(Dataset entries)
BEGIN
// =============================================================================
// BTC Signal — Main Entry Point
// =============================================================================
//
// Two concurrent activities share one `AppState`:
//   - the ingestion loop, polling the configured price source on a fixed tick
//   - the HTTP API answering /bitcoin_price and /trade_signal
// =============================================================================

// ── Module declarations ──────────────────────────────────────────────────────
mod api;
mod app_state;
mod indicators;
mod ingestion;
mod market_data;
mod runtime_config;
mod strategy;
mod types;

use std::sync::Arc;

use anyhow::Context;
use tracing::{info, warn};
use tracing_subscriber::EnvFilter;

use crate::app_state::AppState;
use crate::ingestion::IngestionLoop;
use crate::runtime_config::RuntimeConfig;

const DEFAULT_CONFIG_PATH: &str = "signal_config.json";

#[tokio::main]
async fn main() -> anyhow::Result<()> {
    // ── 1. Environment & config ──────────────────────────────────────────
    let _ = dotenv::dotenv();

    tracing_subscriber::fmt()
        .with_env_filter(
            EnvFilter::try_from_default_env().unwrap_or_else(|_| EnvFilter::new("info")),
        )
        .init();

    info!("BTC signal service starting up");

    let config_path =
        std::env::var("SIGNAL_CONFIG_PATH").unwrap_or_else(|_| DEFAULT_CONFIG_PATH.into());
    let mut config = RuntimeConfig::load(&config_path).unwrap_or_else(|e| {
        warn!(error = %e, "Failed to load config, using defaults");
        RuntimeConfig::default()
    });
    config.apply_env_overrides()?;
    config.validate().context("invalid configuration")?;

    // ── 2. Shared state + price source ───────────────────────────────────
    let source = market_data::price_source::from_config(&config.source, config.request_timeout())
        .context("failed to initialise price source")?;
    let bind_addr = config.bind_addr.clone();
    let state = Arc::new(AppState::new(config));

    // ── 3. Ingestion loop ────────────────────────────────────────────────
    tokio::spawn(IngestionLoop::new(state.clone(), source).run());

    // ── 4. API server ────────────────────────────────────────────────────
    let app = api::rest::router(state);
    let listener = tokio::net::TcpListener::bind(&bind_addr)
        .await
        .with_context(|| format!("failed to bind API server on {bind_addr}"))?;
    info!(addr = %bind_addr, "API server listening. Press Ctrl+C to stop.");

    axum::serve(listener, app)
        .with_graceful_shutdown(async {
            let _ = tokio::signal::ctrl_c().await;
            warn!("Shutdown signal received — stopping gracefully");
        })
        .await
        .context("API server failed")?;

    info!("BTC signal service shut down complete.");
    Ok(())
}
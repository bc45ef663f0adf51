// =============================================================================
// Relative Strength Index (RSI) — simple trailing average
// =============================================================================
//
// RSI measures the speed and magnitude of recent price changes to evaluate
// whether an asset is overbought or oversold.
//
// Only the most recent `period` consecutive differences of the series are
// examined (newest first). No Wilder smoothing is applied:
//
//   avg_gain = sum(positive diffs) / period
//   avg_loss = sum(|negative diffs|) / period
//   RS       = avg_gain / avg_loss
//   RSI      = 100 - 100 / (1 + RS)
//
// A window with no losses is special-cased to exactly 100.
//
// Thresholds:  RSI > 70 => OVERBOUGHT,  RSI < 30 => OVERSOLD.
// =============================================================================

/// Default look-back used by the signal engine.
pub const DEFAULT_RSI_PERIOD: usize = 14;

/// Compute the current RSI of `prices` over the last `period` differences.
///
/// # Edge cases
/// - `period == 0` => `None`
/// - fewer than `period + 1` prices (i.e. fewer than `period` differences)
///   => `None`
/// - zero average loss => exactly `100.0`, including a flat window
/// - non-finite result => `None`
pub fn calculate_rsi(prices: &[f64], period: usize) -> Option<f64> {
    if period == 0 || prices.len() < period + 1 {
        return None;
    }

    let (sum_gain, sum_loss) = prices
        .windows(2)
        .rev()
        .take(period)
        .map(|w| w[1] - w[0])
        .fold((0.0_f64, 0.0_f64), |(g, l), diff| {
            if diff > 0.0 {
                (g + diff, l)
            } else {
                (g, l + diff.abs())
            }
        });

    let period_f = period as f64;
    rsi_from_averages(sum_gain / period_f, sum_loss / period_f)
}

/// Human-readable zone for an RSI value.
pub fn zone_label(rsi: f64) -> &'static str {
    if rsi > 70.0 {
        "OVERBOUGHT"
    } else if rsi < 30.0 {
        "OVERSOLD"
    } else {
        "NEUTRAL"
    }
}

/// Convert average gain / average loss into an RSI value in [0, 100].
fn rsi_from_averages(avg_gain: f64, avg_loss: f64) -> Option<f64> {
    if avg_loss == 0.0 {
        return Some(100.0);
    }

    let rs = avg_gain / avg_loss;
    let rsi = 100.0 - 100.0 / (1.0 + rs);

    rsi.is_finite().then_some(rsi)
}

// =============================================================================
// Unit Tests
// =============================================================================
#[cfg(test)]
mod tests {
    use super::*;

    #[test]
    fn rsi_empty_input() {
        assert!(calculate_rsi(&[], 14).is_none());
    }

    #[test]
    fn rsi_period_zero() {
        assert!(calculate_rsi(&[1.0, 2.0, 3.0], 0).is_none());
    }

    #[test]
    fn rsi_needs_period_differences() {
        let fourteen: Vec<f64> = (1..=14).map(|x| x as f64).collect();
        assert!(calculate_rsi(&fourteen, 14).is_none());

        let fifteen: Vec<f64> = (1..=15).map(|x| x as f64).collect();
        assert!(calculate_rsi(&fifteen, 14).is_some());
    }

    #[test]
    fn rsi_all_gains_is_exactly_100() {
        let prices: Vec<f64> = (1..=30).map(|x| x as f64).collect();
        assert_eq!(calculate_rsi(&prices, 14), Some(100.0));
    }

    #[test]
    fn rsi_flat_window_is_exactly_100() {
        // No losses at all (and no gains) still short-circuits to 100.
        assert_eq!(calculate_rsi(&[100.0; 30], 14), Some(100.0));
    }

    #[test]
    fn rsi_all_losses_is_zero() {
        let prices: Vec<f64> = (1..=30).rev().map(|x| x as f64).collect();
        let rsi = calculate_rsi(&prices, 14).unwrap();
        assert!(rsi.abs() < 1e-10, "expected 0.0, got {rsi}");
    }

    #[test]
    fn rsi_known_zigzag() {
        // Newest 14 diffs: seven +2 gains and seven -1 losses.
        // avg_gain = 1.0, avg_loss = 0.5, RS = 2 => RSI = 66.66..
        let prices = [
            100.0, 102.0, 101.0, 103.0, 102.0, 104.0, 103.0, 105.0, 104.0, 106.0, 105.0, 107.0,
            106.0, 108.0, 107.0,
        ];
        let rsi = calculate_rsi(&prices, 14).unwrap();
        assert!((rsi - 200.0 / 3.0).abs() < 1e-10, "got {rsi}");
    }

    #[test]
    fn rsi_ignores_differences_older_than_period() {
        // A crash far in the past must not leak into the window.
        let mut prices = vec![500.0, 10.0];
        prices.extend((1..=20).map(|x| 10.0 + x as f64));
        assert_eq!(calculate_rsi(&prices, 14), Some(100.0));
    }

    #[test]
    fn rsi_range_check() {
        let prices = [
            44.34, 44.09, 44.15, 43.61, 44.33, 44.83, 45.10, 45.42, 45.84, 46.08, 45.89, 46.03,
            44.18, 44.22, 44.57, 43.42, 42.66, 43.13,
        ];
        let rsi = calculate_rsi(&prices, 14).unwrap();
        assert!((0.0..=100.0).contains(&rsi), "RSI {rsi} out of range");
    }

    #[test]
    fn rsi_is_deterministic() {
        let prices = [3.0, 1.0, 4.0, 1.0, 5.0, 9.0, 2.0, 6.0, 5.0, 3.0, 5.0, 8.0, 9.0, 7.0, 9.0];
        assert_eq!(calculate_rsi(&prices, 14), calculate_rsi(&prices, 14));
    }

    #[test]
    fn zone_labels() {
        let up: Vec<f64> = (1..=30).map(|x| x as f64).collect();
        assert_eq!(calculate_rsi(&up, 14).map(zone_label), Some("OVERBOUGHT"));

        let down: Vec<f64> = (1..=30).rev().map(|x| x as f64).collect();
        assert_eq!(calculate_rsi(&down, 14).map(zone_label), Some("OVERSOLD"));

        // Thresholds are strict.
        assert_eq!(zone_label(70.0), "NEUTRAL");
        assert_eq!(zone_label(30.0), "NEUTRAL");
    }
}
END
For the string "fourteen", filter the data and copy out each line where it occurs.

        let fourteen: Vec<f64> = (1..=14).map(|x| x as f64).collect();
        assert!(calculate_rsi(&fourteen, 14).is_none());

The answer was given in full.